Designers See Encouraging Signals in the Road Ahead
Engineering and architectural firms took some hits last year, as ENR California’s Top Design Firms ranking indicates, but a big-picture look at the data provides some reason for optimism.
California revenue for major design firms declined just 1.2% in 2010 to $3.23 billion, compared with $3.27 billion in 2009. Lists for both years included a like number of firms.
Surprisingly, the top 10 firms’ cumulative revenue rose 6.1% to $1.87 billion in 2010, compared with $1.76 billion for the top 10 in the preceding year.
Heading the ranking again this year is AECOM, Los Angeles, but the firm’s revenue dropped 23.7% in 2010 from a year ago.
“It’s still a challenging economic environment, but the U.S. is definitely coming back,” says Phil Petrocelli, AECOM’s western region chief executive.
Business Is Picking Up
Petrocelli adds that his firm is seeing business pick up in private-sector energy, especially solar, as well as in commercial, justice/courts, sports stadiums and private education.
Petrocelli says transportation and bridge construction also is promising, although he is concerned about funding at state transportation departments because of tax-revenue decreases and, in California’s case, limited or postponed bond sales. “Cities and municipalities are still feeling the pain,” he says.

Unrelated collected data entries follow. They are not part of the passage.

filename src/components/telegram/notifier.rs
use super::client::MessageTransport;
use super::models::{OutgoingMessage, ParseMode};
use crate::classify::{messages, telegram_failure};
use crate::config::TelegramConfig;
use crate::error::{AppResult, Error};
use tracing::{error, info};

/// Sends text to the configured Telegram chat
pub struct Notifier<T> {
    transport: T,
    credentials: TelegramConfig,
}

impl<T: MessageTransport> Notifier<T> {
    pub fn new(transport: T, credentials: TelegramConfig) -> Self {
        Self {
            transport,
            credentials,
        }
    }

    pub fn transport(&self) -> &T {
        &self.transport
    }

    /// Deliver `text` as Markdown.
    ///
    /// Missing secrets fail with [`Error::MissingCredential`] before anything
    /// is sent. Delivery failures are classified and logged here.
    pub async fn send(&self, text: &str) -> AppResult<()> {
        let (Some(token), Some(chat_id)) = (
            self.credentials.token.as_deref(),
            self.credentials.chat_id.as_deref(),
        ) else {
            error!("Error: Telegram credentials are missing.");
            return Err(Error::MissingCredential(
                messages::TELEGRAM_MISSING_CREDENTIALS,
            ));
        };

        let message = OutgoingMessage {
            chat_id: chat_id.to_string(),
            text: text.to_string(),
            parse_mode: ParseMode::Markdown,
        };

        info!("Sending message via Telegram Bot API...");
        match self.transport.send_message(token, &message).await {
            Ok(()) => {
                info!("Success: Message sent to Telegram!");
                Ok(())
            }
            Err(fault) => {
                let err = telegram_failure(&fault);
                error!("{}", err);
                Err(err)
            }
        }
    }
}
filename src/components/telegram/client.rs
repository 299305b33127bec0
use super::models::{ApiResponse, OutgoingMessage};
use crate::error::Fault;
use async_trait::async_trait;
use reqwest::Client;
use std::time::Duration;
use url::Url;

/// Base URL of the Telegram Bot API
pub const TELEGRAM_API_BASE: &str = "https://api.telegram.org";

/// Write-only message delivery
#[async_trait]
pub trait MessageTransport: Send + Sync {
    /// Deliver one message using the given bot token
    async fn send_message(&self, token: &str, message: &OutgoingMessage) -> Result<(), Fault>;
}

/// Telegram Bot API over HTTPS
#[derive(Clone)]
pub struct TelegramBotApi {
    client: Client,
    api_base: String,
}

impl TelegramBotApi {
    /// Create a transport whose sends give up after `timeout`
    pub fn new(timeout: Duration) -> Result<Self, Fault> {
        let client = Client::builder().timeout(timeout).build()?;
        Ok(Self {
            client,
            api_base: TELEGRAM_API_BASE.to_string(),
        })
    }

    /// Point the transport at another API root
    pub fn with_api_base(mut self, api_base: impl Into<String>) -> Self {
        self.api_base = api_base.into();
        self
    }

    /// `{base}/bot{token}/sendMessage`
    pub fn send_message_url(&self, token: &str) -> Result<Url, Fault> {
        let mut url = Url::parse(&self.api_base)?;
        url.path_segments_mut()
            .map_err(|_| Fault::Other("telegram API base cannot hold a path".to_string()))?
            .pop_if_empty()
            .push(&format!("bot{}", token))
            .push("sendMessage");
        Ok(url)
    }
}

#[async_trait]
impl MessageTransport for TelegramBotApi {
    async fn send_message(&self, token: &str, message: &OutgoingMessage) -> Result<(), Fault> {
        let url = self.send_message_url(token)?;

        let response = self.client.post(url).json(message).send().await?;
        let status = response.status();
        let body = response.text().await?;

        if !status.is_success() {
            return Err(Fault::Status { status, body });
        }

        let envelope: ApiResponse = serde_json::from_str(&body)?;
        if !envelope.ok {
            return Err(Fault::Other(
                envelope
                    .description
                    .unwrap_or_else(|| "telegram rejected the message".to_string()),
            ));
        }

        Ok(())
    }
}
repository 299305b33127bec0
pub mod retry;
pub mod time;
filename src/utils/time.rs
use crate::error::{config_error, AppResult};
use chrono::{DateTime, Duration, FixedOffset, NaiveDate, TimeZone, Utc};

/// Format used for the dates the flow passes around
pub const DATE_FORMAT: &str = "%Y-%m-%d";

/// Parse time string in HH:MM format
pub fn parse_time(time_str: &str) -> Option<(u32, u32)> {
    let parts: Vec<&str> = time_str.split(':').collect();
    if parts.len() != 2 {
        return None;
    }
    let hour = parts[0].parse::<u32>().ok()?;
    let minute = parts[1].parse::<u32>().ok()?;
    if hour > 23 || minute > 59 {
        return None;
    }
    Some((hour, minute))
}

/// Parse a strict `YYYY-MM-DD` date
pub fn parse_date(date_str: &str) -> AppResult<NaiveDate> {
    if date_str.len() != 10 {
        return Err(config_error(&format!(
            "Invalid date '{}', expected YYYY-MM-DD",
            date_str
        )));
    }
    NaiveDate::parse_from_str(date_str, DATE_FORMAT).map_err(|_| {
        config_error(&format!("Invalid date '{}', expected YYYY-MM-DD", date_str))
    })
}

/// Parse a UTC offset such as `+07:00`, `-0530` or `Z`
pub fn parse_utc_offset(value: &str) -> Option<FixedOffset> {
    let value = value.trim();
    if value.eq_ignore_ascii_case("z") {
        return FixedOffset::east_opt(0);
    }
    value.parse::<FixedOffset>().ok()
}

/// Today's calendar date as seen in the given timezone
pub fn today_in<Tz: TimeZone>(tz: &Tz) -> NaiveDate {
    Utc::now().with_timezone(tz).date_naive()
}

/// Calculate the next daily run at `time_str` strictly after `now`
pub fn next_daily_time<Tz: TimeZone>(now: &DateTime<Tz>, time_str: &str) -> Option<DateTime<Tz>> {
    let (hour, minute) = parse_time(time_str)?;
    let tz = now.timezone();

    // Walk forward a couple of days so a DST gap on one day doesn't stall us
    for day_offset in 0..3 {
        let date = now.date_naive().checked_add_signed(Duration::days(day_offset))?;
        let naive = date.and_hms_opt(hour, minute, 0)?;
        if let Some(candidate) = tz.from_local_datetime(&naive).earliest() {
            if candidate > *now {
                return Some(candidate);
            }
        }
    }

    None
}

/// Calculate the wait until `next`, never less than one second
pub fn calculate_wait_duration<Tz: TimeZone>(
    now: &DateTime<Tz>,
    next: &DateTime<Tz>,
) -> std::time::Duration {
    let seconds = next.clone().signed_duration_since(now.clone()).num_seconds();
    std::time::Duration::from_secs(seconds.max(1) as u64)
}
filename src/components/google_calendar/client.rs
use super::models::{CalendarEvent, EventQuery, EventsPage};
use super::token::{AccessToken, TokenManager};
use crate::error::Fault;
use async_trait::async_trait;
use reqwest::Client;
use std::path::PathBuf;
use tracing::debug;
use url::Url;

/// Base URL of the Calendar REST API
pub const CALENDAR_API_BASE: &str = "https://www.googleapis.com/calendar/v3";

/// Read-only access to a calendar backend
#[async_trait]
pub trait CalendarProvider: Send + Sync {
    /// Obtain credentials for the following queries
    async fn authenticate(&self) -> Result<AccessToken, Fault>;

    /// List the events of one calendar matching `query`, in provider order
    async fn list_events(
        &self,
        token: &AccessToken,
        query: &EventQuery,
    ) -> Result<Vec<CalendarEvent>, Fault>;
}

/// Google Calendar over its REST API
#[derive(Clone)]
pub struct GoogleCalendarClient {
    token_manager: TokenManager,
    client: Client,
    api_base: String,
}

impl GoogleCalendarClient {
    /// Create a client reading credentials from `token_file`
    pub fn new(token_file: impl Into<PathBuf>, client: Client) -> Self {
        Self {
            token_manager: TokenManager::new(token_file, client.clone()),
            client,
            api_base: CALENDAR_API_BASE.to_string(),
        }
    }

    /// Point the client at another API root
    pub fn with_api_base(mut self, api_base: impl Into<String>) -> Self {
        self.api_base = api_base.into();
        self
    }

    /// Build the `events.list` URL for a query
    pub fn events_url(&self, query: &EventQuery) -> Result<Url, Fault> {
        let mut url = Url::parse(&self.api_base)?;

        url.path_segments_mut()
            .map_err(|_| Fault::Other("calendar API base cannot hold a path".to_string()))?
            .pop_if_empty()
            .push("calendars")
            .push(&query.calendar_id)
            .push("events");

        url.query_pairs_mut()
            .append_pair("timeMin", &query.time_min)
            .append_pair("timeMax", &query.time_max)
            .append_pair("maxResults", &query.max_results.to_string())
            .append_pair("singleEvents", &query.single_events.to_string())
            .append_pair("orderBy", query.order_by);

        Ok(url)
    }
}

#[async_trait]
impl CalendarProvider for GoogleCalendarClient {
    async fn authenticate(&self) -> Result<AccessToken, Fault> {
        self.token_manager.get_token().await
    }

    async fn list_events(
        &self,
        token: &AccessToken,
        query: &EventQuery,
    ) -> Result<Vec<CalendarEvent>, Fault> {
        let url = self.events_url(query)?;

        let response = self
            .client
            .get(url)
            .bearer_auth(token.as_str())
            .send()
            .await?;

        if !response.status().is_success() {
            let status = response.status();
            let body = response.text().await.unwrap_or_default();
            return Err(Fault::Status { status, body });
        }

        let page: EventsPage = response.json().await?;
        let total = page.items.len();

        let events: Vec<CalendarEvent> = page
            .items
            .iter()
            .filter_map(|event| CalendarEvent::from_api(event, &query.calendar_id))
            .collect();

        if events.len() < total {
            debug!(
                "Skipped {} event(s) without a start in {}",
                total - events.len(),
                query.calendar_id
            );
        }

        Ok(events)
    }
}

With funding stymied in many cases, Petrocelli says public-private partnerships are an innovative way to go. AECOM is supplying design work on a type of P3 called performance-based infrastructure for the Long Beach Courthouse replacement.
Long Beach Judicial Partners, which is financing, designing, building and operating the courthouse, will be financially accountable for the building’s performance and oversee funding for maintenance and capital renewals for 35 years.
“You’ll see more P3s, even with infrastructure and water projects,” Petrocelli says. “Say a city wants to remove contaminated groundwater and it doesn’t have the money to do it. It’s an opportunity for companies like us, since we can find the funding and sell the treated water to pay for our bill.”
Petrocelli says that although the federal deficit has grown, the country’s infrastructure is aging and will need to be upgraded. “We need to find a different way to finance it,” he says.
Health-care projects continue to drive the state’s design market. For example, SmithGroup, San Francisco, posted about $2 million more in California revenue in the latest ranking, thanks in part to design contracts for three major health-care projects, says Bill Diefenbach, the firm’s San Francisco office director. The projects are: Sutter Health’s $1.7-billion California Pacific Medical Center at Cathedral Hill, San Francisco; Alameda County’s $668-million Highland Hospital Acute Tower replacement, Oakland; and the $750-million reconstruction program for the Dept. of Veterans Affairs’ Palo Alto Health Care System.
“Health care accounts for 70% of our current workload,” says Diefenbach. “We’d like to be 50% health care and 50% everything else, but these projects are funded and ready to go.”
SmithGroup’s other segments, including science, higher learning and technology, are lurching along because of California’s budget woes, he says. The firm has found additional work—particularly in San Francisco—on the tenant-improvements side, designing energy-efficient mechanical systems.
Diefenbach says SmithGroup also is involved in the University of California, San Francisco’s next project in Mission Bay. The firm has designed other buildings there, including the Cardiovascular Research Building and Genentech Hall.
“Health care is relatively stable compared to the rest of the industry,” agrees Tom Chessum, a principal with CO Architects, Los Angeles. The firm is executive architect on the $956-million Palomar Pomerado Health replacement hospital project in northern San Diego County (see story, p. CA29). “We see ... increased activity in some markets and some overall continued unpredictability in others,” Chessum says.
Design firms also are seeking international opportunities from their California offices. AECOM is staffing up in Guam for a planned transfer of thousands of U.S. military personnel there from Okinawa.
SmithGroup is working in India in the health-care arena. Forell Elsesser Engineers, San Francisco, is expanding slowly in Turkey and China and has been active with nonprofit groups that are rebuilding earthquake-damaged housing in New Zealand and Haiti.
Hiring is a major indicator of economic recovery. Parsons Brinckerhoff, San Francisco, for example, added 18 designers and support staff in California in 2010, and this year the firm has hired seven senior engineers in the state as of mid-May.